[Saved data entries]
-----
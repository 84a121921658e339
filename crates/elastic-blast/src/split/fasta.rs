use std::io::BufRead;

use crate::split::SplitError;

/// One FASTA entry: the header line and its sequence lines, kept byte for byte.
#[derive(Debug)]
pub struct FastaRecord {
    pub bytes: Vec<u8>,
    /// Number of residues (non-whitespace bytes of the sequence lines).
    pub residues: u64,
}

impl FastaRecord {
    fn new(header: Vec<u8>) -> Self {
        Self {
            bytes: header,
            residues: 0,
        }
    }

    fn push_line(&mut self, line: &[u8]) {
        self.residues += line.iter().filter(|b| !b.is_ascii_whitespace()).count() as u64;
        self.bytes.extend_from_slice(line);
    }
}

/// Streams FASTA records out of a reader, one record at a time.
pub struct FastaReader<R> {
    reader: R,
    line_number: u64,
    next_header: Option<Vec<u8>>,
}

fn is_blank(line: &[u8]) -> bool {
    line.iter().all(|b| b.is_ascii_whitespace())
}

impl<R: BufRead> FastaReader<R> {
    pub fn new(reader: R) -> Self {
        Self {
            reader,
            line_number: 0,
            next_header: None,
        }
    }

    fn read_line(&mut self) -> Result<Option<Vec<u8>>, SplitError> {
        let mut line = vec![];
        if self.reader.read_until(b'\n', &mut line)? == 0 {
            return Ok(None);
        }
        self.line_number += 1;
        Ok(Some(line))
    }

    pub fn next_record(&mut self) -> Result<Option<FastaRecord>, SplitError> {
        let mut record = match self.next_header.take() {
            Some(header) => FastaRecord::new(header),
            None => loop {
                match self.read_line()? {
                    None => return Ok(None),
                    Some(line) if line.starts_with(b">") => break FastaRecord::new(line),
                    // Blank lines in front of the first record are dropped
                    Some(line) if is_blank(&line) => continue,
                    Some(_) => {
                        return Err(SplitError::Malformed {
                            line: self.line_number,
                            reason: "sequence data before the first FASTA header".to_string(),
                        });
                    }
                }
            },
        };

        loop {
            match self.read_line()? {
                None => return Ok(Some(record)),
                Some(line) if line.starts_with(b">") => {
                    self.next_header = Some(line);
                    return Ok(Some(record));
                }
                Some(line) => record.push_line(&line),
            }
        }
    }
}

#[cfg(test)]
mod tests {
    use super::FastaReader;
    use crate::split::SplitError;

    #[test]
    fn test_read_records() {
        let mut reader = FastaReader::new("\n>a desc\nACGT\nAC\n>b\n\n>c\nA C\n".as_bytes());
        let a = reader.next_record().unwrap().unwrap();
        assert_eq!(a.bytes, b">a desc\nACGT\nAC\n");
        assert_eq!(a.residues, 6);
        let b = reader.next_record().unwrap().unwrap();
        assert_eq!(b.bytes, b">b\n\n");
        assert_eq!(b.residues, 0);
        let c = reader.next_record().unwrap().unwrap();
        assert_eq!(c.residues, 2);
        assert!(reader.next_record().unwrap().is_none());
    }

    #[test]
    fn test_missing_final_newline() {
        let mut reader = FastaReader::new(">a\nACGT".as_bytes());
        let a = reader.next_record().unwrap().unwrap();
        assert_eq!(a.bytes, b">a\nACGT");
        assert_eq!(a.residues, 4);
    }

    #[test]
    fn test_data_before_header() {
        let mut reader = FastaReader::new("\nACGT\n>a\nAC\n".as_bytes());
        match reader.next_record() {
            Err(SplitError::Malformed { line, .. }) => assert_eq!(line, 2),
            other => panic!("unexpected result {other:?}"),
        }
    }
}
-----
◆ **What is required**: Wherever "lines" occurs in the records above, copy the line it sits in.

◆ **Solution**:
/// One FASTA entry: the header line and its sequence lines, kept byte for byte.
    /// Number of residues (non-whitespace bytes of the sequence lines).
                    // Blank lines in front of the first record are dropped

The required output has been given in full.